En la frontera, estable durante varias generaciones, a pesar de las tensiones intermitentes, una serie de útiles instituciones comunes median en los pleitos que afecten a individuos de una y otra comunidad.
Permitamos la licencia de que ellos mismos se presenten:
«Soy el caballero don Pedro Machuca. Procedo de un limpio linaje ennoblecido por el rey. Un antepasado mío, don Vargas, se distinguió en el cerco de Jerez porque se le rompió la espada durante la batalla pero él siguió matando moros con una rama que desgajó de un olivo. El rey lo vio y lo animaba diciéndole: “¡Machuca, Vargas, machuca!” y de ahí nos vino el apellido y la nobleza. Además de caballeros de linaje, como yo, en el ejército real hay también caballeros de cuantía, como llamamos a los villanos que ascienden de estado a cambio de comprometerse a costear el caballo y las armas necesarias. Incluso hay algunos caballeros que se han encabalgado, simplemente matando a un enemigo montado, arrebatándole la montura y aceptando la vida y las obligaciones de un caballero. De todo hay. Lo que nos nivela es la muerte, que es la solícita compañera del caballero. Hay que estar dispuesto a darla y a recibirla con espíritu sereno. Un pariente mío, Pero Afán de Ribera, le comunicó a su señor la muerte de su hijo Rodrigo, en el cerco de Setenil, el año 1407, con estas palabras: “Señor, a esto somos acá todos venidos, a morir por servicio de Dios, e del rey e vuestro. E la fruta de la guerra es morir en ella los fidalgos. E Rodrigo, si murió, murió bien en servicio de Dios e del rey mi señor e vuestro. E pues él avía de morir, no podía él mejor morir que aquí”»[53].

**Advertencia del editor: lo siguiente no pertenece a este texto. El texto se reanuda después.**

use std::cmp::Ordering;
use std::fmt;

use chrono::{DateTime, Utc};
use common::storage::MediaKind;
use serde::{Deserialize, Serialize};
use serde_json::Value;
use uuid::Uuid;

use crate::error::AppError;
use crate::models::shared::optional_position;

/// The two collection families. They share one hierarchy and differ only in
/// their natural key.
#[derive(Debug, Clone, Copy, PartialEq, Eq, Hash, Serialize, Deserialize)]
#[serde(rename_all = "lowercase")]
pub enum Family {
    /// Timeline events, keyed by year.
    Timeline,
    /// Programs, keyed by title.
    Program,
}

impl Family {
    pub const ALL: [Family; 2] = [Family::Timeline, Family::Program];

    pub fn as_str(self) -> &'static str {
        match self {
            Family::Timeline => "timeline",
            Family::Program => "program",
        }
    }

    /// Human-readable singular used in response messages.
    pub fn label(self) -> &'static str {
        match self {
            Family::Timeline => "Timeline year",
            Family::Program => "Program",
        }
    }

    /// Human-readable plural used in response messages.
    pub fn plural(self) -> &'static str {
        match self {
            Family::Timeline => "timeline events",
            Family::Program => "programs",
        }
    }

    pub fn plural_title(self) -> &'static str {
        match self {
            Family::Timeline => "Timeline events",
            Family::Program => "Programs",
        }
    }

    /// Message for a create request missing one of its required fields.
    pub fn required_message(self) -> &'static str {
        match self {
            Family::Timeline => "Year, xPosition, and yPosition are required.",
            Family::Program => "Title, xPosition, and yPosition are required.",
        }
    }

    /// Parse a natural key for this family from a request value.
    ///
    /// Years accept a JSON integer or an integer string; titles are trimmed and
    /// must not be empty.
    pub fn key_from_value(self, value: &Value) -> Result<NaturalKey, AppError> {
        match self {
            Family::Timeline => {
                let year = match value {
                    Value::Number(n) => n.as_i64(),
                    Value::String(s) => s.trim().parse::<i64>().ok(),
                    _ => None,
                };
                year.and_then(|y| i32::try_from(y).ok())
                    .map(NaturalKey::Year)
                    .ok_or_else(|| AppError::Validation("Year must be an integer.".into()))
            }
            Family::Program => match value {
                Value::String(s) if !s.trim().is_empty() => {
                    Ok(NaturalKey::Title(s.trim().to_string()))
                }
                _ => Err(AppError::Validation(
                    "Title must be a non-empty string.".into(),
                )),
            },
        }
    }

    pub fn not_found(self) -> AppError {
        AppError::NotFound(format!("{} not found.", self.label()))
    }

    pub fn duplicate(self, key: &NaturalKey) -> AppError {
        match key {
            NaturalKey::Year(year) => AppError::Conflict(format!(
                "A timeline event for the year {year} already exists."
            )),
            NaturalKey::Title(_) => {
                AppError::Conflict("A program with this title already exists.".into())
            }
        }
    }
}

impl fmt::Display for Family {
    fn fmt(&self, f: &mut fmt::Formatter<'_>) -> fmt::Result {
        f.write_str(self.as_str())
    }
}

/// Unique natural key of a collection. Titles compare case-sensitively.
#[derive(Debug, Clone, PartialEq, Eq, Hash, Serialize, Deserialize)]
#[serde(rename_all = "lowercase")]
pub enum NaturalKey {
    Year(i32),
    Title(String),
}

impl NaturalKey {
    pub fn family(&self) -> Family {
        match self {
            NaturalKey::Year(_) => Family::Timeline,
            NaturalKey::Title(_) => Family::Program,
        }
    }
}

impl Ord for NaturalKey {
    fn cmp(&self, other: &Self) -> Ordering {
        match (self, other) {
            (NaturalKey::Year(a), NaturalKey::Year(b)) => a.cmp(b),
            (NaturalKey::Title(a), NaturalKey::Title(b)) => a.cmp(b),
            (NaturalKey::Year(_), NaturalKey::Title(_)) => Ordering::Less,
            (NaturalKey::Title(_), NaturalKey::Year(_)) => Ordering::Greater,
        }
    }
}

impl PartialOrd for NaturalKey {
    fn partial_cmp(&self, other: &Self) -> Option<Ordering> {
        Some(self.cmp(other))
    }
}

impl fmt::Display for NaturalKey {
    fn fmt(&self, f: &mut fmt::Formatter<'_>) -> fmt::Result {
        match self {
            NaturalKey::Year(year) => write!(f, "{year}"),
            NaturalKey::Title(title) => f.write_str(title),
        }
    }
}

fn center() -> f64 {
    50.0
}

/// A positioned image or video.
#[derive(Debug, Clone, PartialEq, Serialize, Deserialize)]
#[serde(rename_all = "camelCase")]
pub struct Media {
    pub url: String,
    pub media_type: MediaKind,
    #[serde(default = "center")]
    pub x_position: f64,
    #[serde(default = "center")]
    pub y_position: f64,
}

/// A positioned infographic image.
#[derive(Debug, Clone, PartialEq, Serialize, Deserialize)]
#[serde(rename_all = "camelCase")]
pub struct Infographic {
    pub url: String,
    #[serde(default)]
    pub x_position: Option<f64>,
    #[serde(default)]
    pub y_position: Option<f64>,
}

/// A titled, positioned sub-item of a collection.
#[derive(Debug, Clone, PartialEq, Serialize, Deserialize)]
#[serde(rename_all = "camelCase")]
pub struct Entry {
    pub id: Uuid,
    pub title: String,
    #[serde(default)]
    pub description: Vec<String>,
    pub x_position: f64,
    pub y_position: f64,
    #[serde(default)]
    pub media: Vec<Media>,
    #[serde(default)]
    pub infographics: Vec<Infographic>,
}

impl Entry {
    /// URLs of every blob this entry owns.
    pub fn blob_urls(&self) -> impl Iterator<Item = &str> {
        self.media
            .iter()
            .map(|m| m.url.as_str())
            .chain(self.infographics.iter().map(|i| i.url.as_str()))
    }
}

/// Top-level aggregate. A collection and its whole entry/attachment tree are
/// stored and replaced as one unit.
#[derive(Debug, Clone, PartialEq, Serialize, Deserialize)]
#[serde(rename_all = "camelCase")]
pub struct Collection {
    pub id: Uuid,
    #[serde(flatten)]
    pub key: NaturalKey,
    pub x_position: f64,
    pub y_position: f64,
    #[serde(default)]
    pub entries: Vec<Entry>,
    pub created_at: DateTime<Utc>,
    pub updated_at: DateTime<Utc>,
}

impl Collection {
    pub fn new(key: NaturalKey, x_position: f64, y_position: f64) -> Self {
        let now = Utc::now();
        Self {
            id: Uuid::new_v4(),
            key,
            x_position,
            y_position,
            entries: Vec::new(),
            created_at: now,
            updated_at: now,
        }
    }

    pub fn family(&self) -> Family {
        self.key.family()
    }

    pub fn entry_mut(&mut self, entry_id: Uuid) -> Option<&mut Entry> {
        self.entries.iter_mut().find(|e| e.id == entry_id)
    }

    pub fn remove_entry(&mut self, entry_id: Uuid) -> Option<Entry> {
        let index = self.entries.iter().position(|e| e.id == entry_id)?;
        Some(self.entries.remove(index))
    }

    /// URLs of every blob owned by any entry of this collection.
    pub fn blob_urls(&self) -> Vec<String> {
        self.entries
            .iter()
            .flat_map(Entry::blob_urls)
            .map(str::to_string)
            .collect()
    }

    pub fn touch(&mut self) {
        self.updated_at = Utc::now();
    }
}

/// JSON body of collection create and update requests.
///
/// Only the key field matching the route's family is read.
#[derive(Debug, Default, Clone, Deserialize)]
#[serde(rename_all = "camelCase")]
pub struct CollectionRequest {
    #[serde(default)]
    pub year: Option<Value>,
    #[serde(default)]
    pub title: Option<Value>,
    #[serde(default, deserialize_with = "optional_position")]
    pub x_position: Option<f64>,
    #[serde(default, deserialize_with = "optional_position")]
    pub y_position: Option<f64>,
}

impl CollectionRequest {
    pub fn key(&self, family: Family) -> Option<&Value> {
        match family {
            Family::Timeline => self.year.as_ref(),
            Family::Program => self.title.as_ref(),
        }
    }
}

/// Sort collections by natural key ascending.
pub fn sort_by_key(collections: &mut [Collection]) {
    collections.sort_by(|a, b| a.key.cmp(&b.key));
}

«Me llamo Miguel de Pegalajar y soy almogávar u hombre del campo. También me podéis llamar adalid o almocadén, que a mí me va a dar igual. Vivo de la guerra en la frontera. Sé hablar la algarabía de los moros. Conozco el terreno, los caminos, los vados, los pasos de las montañas. Sé luchar con espada, con cuchillo, con lanza o a cuerpo limpio. Sé ballestear, sé preparar celadas, sé dónde hay que apostar las velas, guardas y escuchas para vigilar el territorio; sirvo de guía a las huestes cristianas en sus cabalgadas, conozco los castillos de los moros y sé por dónde hay que asaltarlos. He participado en más de veinte algaradas. Algunas veces entro en tierra de moros con otros compañeros y robo ganados o cautivos que luego vendo en tierras cristianas, reservando un quinto de la ganancia para el rey. Hay que vivir».

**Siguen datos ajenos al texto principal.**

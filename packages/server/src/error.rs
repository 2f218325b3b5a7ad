use axum::{
    Json,
    http::StatusCode,
    response::{IntoResponse, Response},
};
use common::storage::StorageError;
use sea_orm::DbErr;
use serde_json::json;

use crate::models::shared::Envelope;
use crate::store::StoreError;

/// Application-level error type.
///
/// Every variant renders as the standard response envelope with `data: null`
/// and `error: { "code": ... }`.
#[derive(Debug)]
pub enum AppError {
    /// Malformed, missing or inconsistent input. Raised before any storage or
    /// blob mutation.
    Validation(String),
    /// A referenced collection or entry does not resolve.
    NotFound(String),
    /// Duplicate natural key.
    Conflict(String),
    /// Blob store or persistence failure during a required phase.
    Dependency(String),
    TokenMissing,
    TokenInvalid,
    PermissionDenied,
}

impl AppError {
    fn status_code_and_message(self) -> (StatusCode, &'static str, String) {
        match self {
            AppError::Validation(msg) => (StatusCode::BAD_REQUEST, "VALIDATION_ERROR", msg),
            // Duplicate keys share the 400 status with validation failures.
            AppError::Conflict(msg) => (StatusCode::BAD_REQUEST, "CONFLICT", msg),
            AppError::NotFound(msg) => (StatusCode::NOT_FOUND, "NOT_FOUND", msg),
            AppError::Dependency(detail) => {
                tracing::error!("Dependency failure: {}", detail);
                (
                    StatusCode::INTERNAL_SERVER_ERROR,
                    "DEPENDENCY_ERROR",
                    "A storage dependency failed while processing the request".into(),
                )
            }
            AppError::TokenMissing => (
                StatusCode::UNAUTHORIZED,
                "TOKEN_MISSING",
                "Unauthorized - No token provided".into(),
            ),
            AppError::TokenInvalid => (
                StatusCode::UNAUTHORIZED,
                "TOKEN_INVALID",
                "Unauthorized - Invalid token".into(),
            ),
            AppError::PermissionDenied => (
                StatusCode::FORBIDDEN,
                "PERMISSION_DENIED",
                "Forbidden - Admins only".into(),
            ),
        }
    }
}

impl IntoResponse for AppError {
    fn into_response(self) -> Response {
        let (status, code, message) = self.status_code_and_message();
        let body = Envelope::<()> {
            success: false,
            message,
            data: None,
            error: json!({ "code": code }),
        };
        (status, Json(body)).into_response()
    }
}

impl From<DbErr> for AppError {
    fn from(err: DbErr) -> Self {
        AppError::Dependency(err.to_string())
    }
}

impl From<StorageError> for AppError {
    fn from(err: StorageError) -> Self {
        match err {
            StorageError::SizeLimitExceeded { limit, .. } => {
                AppError::Validation(format!("File exceeds the {limit} byte upload limit."))
            }
            other => AppError::Dependency(other.to_string()),
        }
    }
}

impl From<StoreError> for AppError {
    fn from(err: StoreError) -> Self {
        match err {
            StoreError::DuplicateKey(key) => key.family().duplicate(&key),
            StoreError::NotFound(_) => AppError::NotFound("Collection not found.".into()),
            other => AppError::Dependency(other.to_string()),
        }
    }
}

«Me llamo Juan de La Guardia y soy alcalde de moros y cristianos. Mi trabajo consiste en hacer las paces con los alcaldes moros del otro lado, guardar las lindes, repartir los pastos y la leña de la tierra sin dueño, devolver al suyo los ganados extraviados y, en general, cuidar que haya paz y que nadie haga daño a nadie, lo que no siempre es fácil, porque en la frontera vive gente muy airada y de armas tomar como ese Miguel de Pegalajar que habéis conocido».
«Me llamo Simón Abrabaden y soy alfaqueque. Tengo licencia del rey y del sultán para pasar la frontera acordando tratos de uno y otro lado, favoreciendo el comercio, acompañando viajeros y frailes que acuden a rescatar cautivos. Cuando los de un lado roban ganado o personas, hablo con mis colegas los alfaqueques moros, localizo el paradero y me informo de cuánto piden por ellos. Este trabajo no es fácil. Algunas veces sospechan que también somos espías y nos retiran el salvoconducto».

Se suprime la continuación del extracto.